I have a lot of love for the city and the communities of the city, and that’s what I’m excited about with this position. But I’m not the voice of San Diego.
— Jason Magabo Perez, San Diego’s new poet laureate
— ◆ —
We Draft Work Songs for This City
by Jason Magabo Perez
This poem was performed at San Diego Mayor Todd Gloria’s State of The City Address at the San Diego Civic Theatre on Jan.11, 2023.

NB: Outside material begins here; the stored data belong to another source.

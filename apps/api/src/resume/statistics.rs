//! View and download counters for public resumes.

use std::sync::Arc;

use tracing::{debug, warn};
use uuid::Uuid;

use crate::errors::AppError;
use crate::models::resume::ResumeStatistics;
use crate::resume::repository::{Counter, StatisticsRepository};

#[derive(Clone)]
pub struct StatisticsTracker {
    store: Arc<dyn StatisticsRepository>,
}

impl StatisticsTracker {
    pub fn new(store: Arc<dyn StatisticsRepository>) -> Self {
        Self { store }
    }

    pub async fn record_view(&self, resume_id: Uuid) -> Result<ResumeStatistics, AppError> {
        self.store.increment(resume_id, Counter::Views).await
    }

    pub async fn record_download(&self, resume_id: Uuid) -> Result<ResumeStatistics, AppError> {
        self.store.increment(resume_id, Counter::Downloads).await
    }

    /// Zeroes when the resume has never been viewed or downloaded.
    pub async fn get_statistics(&self, resume_id: Uuid) -> Result<ResumeStatistics, AppError> {
        Ok(self.store.find(resume_id).await?.unwrap_or_default())
    }

    /// Increments `counter`, logging instead of returning any failure.
    /// Used where the counter rides along with a read or render that must not fail.
    pub async fn record_quietly(&self, resume_id: Uuid, counter: Counter) {
        let recorded = match counter {
            Counter::Views => self.record_view(resume_id).await,
            Counter::Downloads => self.record_download(resume_id).await,
        };
        match recorded {
            Ok(stats) => debug!(
                resume_id = %resume_id,
                views = stats.views,
                downloads = stats.downloads,
                "Recorded {counter:?}"
            ),
            Err(e) => warn!(resume_id = %resume_id, "Failed to record {counter:?}: {e}"),
        }
    }
}

#[cfg(test)]
mod tests {
    use super::*;
    use crate::models::resume::Visibility;
    use crate::models::user::UserProfile;
    use crate::resume::memory::InMemoryStore;
    use crate::resume::repository::{NewResume, ResumeRepository};
    use crate::schema::ResumeData;

    async fn store_with_resume() -> (Arc<InMemoryStore>, Uuid) {
        let store = Arc::new(InMemoryStore::new());
        let owner = store.add_user(
            "jane",
            UserProfile {
                name: "Jane".to_string(),
                email: "jane@example.com".to_string(),
                picture: None,
            },
        );
        let resume = store
            .insert(NewResume {
                user_id: owner,
                title: "Resume".to_string(),
                slug: "resume".to_string(),
                visibility: Visibility::Public,
                data: ResumeData::default(),
            })
            .await
            .unwrap();
        (store, resume.id)
    }

    #[tokio::test]
    async fn test_missing_row_reads_as_zero() {
        let (store, id) = store_with_resume().await;
        let tracker = StatisticsTracker::new(store);
        assert_eq!(
            tracker.get_statistics(id).await.unwrap(),
            ResumeStatistics::default()
        );
    }

    #[tokio::test]
    async fn test_first_view_creates_row_with_other_counter_zero() {
        let (store, id) = store_with_resume().await;
        let tracker = StatisticsTracker::new(store);

        let stats = tracker.record_view(id).await.unwrap();
        assert_eq!(stats, ResumeStatistics { views: 1, downloads: 0 });

        let stats = tracker.record_download(id).await.unwrap();
        assert_eq!(stats, ResumeStatistics { views: 1, downloads: 1 });
    }

    #[tokio::test]
    async fn test_concurrent_views_are_not_lost() {
        let (store, id) = store_with_resume().await;
        let tracker = StatisticsTracker::new(store);

        let handles: Vec<_> = (0..50)
            .map(|_| {
                let tracker = tracker.clone();
                tokio::spawn(async move { tracker.record_view(id).await })
            })
            .collect();
        for handle in futures::future::join_all(handles).await {
            handle.unwrap().unwrap();
        }

        assert_eq!(tracker.get_statistics(id).await.unwrap().views, 50);
    }

    #[tokio::test]
    async fn test_record_quietly_counts_the_requested_counter() {
        let (store, id) = store_with_resume().await;
        let tracker = StatisticsTracker::new(store);

        tracker.record_quietly(id, Counter::Downloads).await;
        tracker.record_quietly(id, Counter::Downloads).await;
        tracker.record_quietly(id, Counter::Views).await;

        assert_eq!(
            tracker.get_statistics(id).await.unwrap(),
            ResumeStatistics { views: 1, downloads: 2 }
        );
    }

    #[tokio::test]
    async fn test_record_quietly_swallows_failures() {
        let store = Arc::new(InMemoryStore::new());
        let tracker = StatisticsTracker::new(store.clone());
        let missing = Uuid::new_v4();

        // No such resume: the store rejects the increment, the tracker only logs
        tracker.record_quietly(missing, Counter::Views).await;
        tracker.record_quietly(missing, Counter::Downloads).await;

        assert!(!store.has_statistics(missing));
        assert_eq!(
            tracker.get_statistics(missing).await.unwrap(),
            ResumeStatistics::default()
        );
    }
}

whenever we stretch grammars of worry past the Pacific
whenever another blackout gifts us much needed stillness
whenever the surrender of this quiet is typhoon enough we
draft work songs for this city mighty we of rough draft
futures mighty we in river-mouth of rush hour traffic we
of protest chant & scrapyard syntax we draft on the corner
of Black Mountain & Mira Mesa here on a sidewalk of torn
shoelaces & lost grocery lists we draft blueprints for survival
we survive on the smell of beef broth the smell of basil of
turmeric of cilantro of carne asada of freshly cooked rice
of steamed bok choy of freshwater fish of deep-fried rice
paper we work song at this bus stop for students we work
song at this bus stop for tech workers this bus stop for lolas
y abuelitas we work song in tin drum glottal syllables of
distant motherlands we draft litanies at every streetlight
altar we draft verse on napkins & reused plastic grocery
bags wherever there are elders playing chess & waxing
geographic outside the donut shop whenever much needed
stillness promises a new hour whenever the Pacific knows
to rupture the shoreline whenever typhoon is fractal hum in
chest we draft work songs for this city we raw material
literatures we distillation of afterdreams we swapmeet
philosophers we draft work songs on the corner of Genesee
& Clairemont Mesa we draft of gutters scattered with pink
boba straws & dried palm leaves we draft for mothers & children
hustling bouquets of carnations from the bicycle lane we draft
for parolees in orange vests selling local tribunes from the center
island we draft on Murray Ridge where a family sells roses &
chocolate from a white bucket whenever the small hour calls
collect whenever ruptures in the line set us free whenever hum
in chest arrives as ghost in throat we draft work songs we whose
hands wash sky we who grow gardens & gardens against worry
we whose mighty ache remakes history we draft work songs here
in the alley off University behind 49th we draft of a perfectly
reusable red plastic slide of a car full of birthday balloons of a
small hill of middle grade paperbacks a gold purse full of fresh
broccoli & rubber gloves a black tote bag stuffed with wet lettuce
& white surgical masks we draft at the backyard family parties
& block-wide barbecues we work song where it smells of fresh
tires & flour tortillas where dried lemon rinds stick to pavement
work song of cleaned chicken bone wrapped in foil work song of
rainsoaked boxsprings work song for the infamous hot cheetos
burrito brushfire fabulous work song work song on the graveyard
shift survivor song song of the parking lot nail salon work song
of the underfuture heavenly pho outside between two buildings
work song we draft as patrol cars cram the alley we draft as protest
medics cram the alley we draft as Muslim cabbies double-park their
Priuses outside the mosque outside the taqueria work song of a child
chasing mosquitos with a hammer wherever a community of uncles
gathers in the shared parking lot of the banh mi shop & Somali
restaurant wherever we feel that lived intensity of interior traffic here
sings the lettuce-picker here sings the strawberry-picker here sings
the bellhop the postal worker the custodian the hotel maid grounds-
keeper landscaper gardener construction worker nurse teacher waiter
dishwasher bus driver grocer labor organizer mechanic therapist here
sings the nanny here sings the refugee here sings the Native here sings
the migrant O, what work! O, what song! O, what city! when our utterance
is archive when there is historical reckoning when we demand nothing
short of collective joy & here we are on Native land we draft work songs for
this city we draft work songs for this city we draft work songs for this city
Courtesy of Jason Magabo Perez and San Diego Commission for Arts and Culture
Updates
10:13 a.m. Jan. 23, 2023: Story was updated to fix a typo and to add information about academic achievements.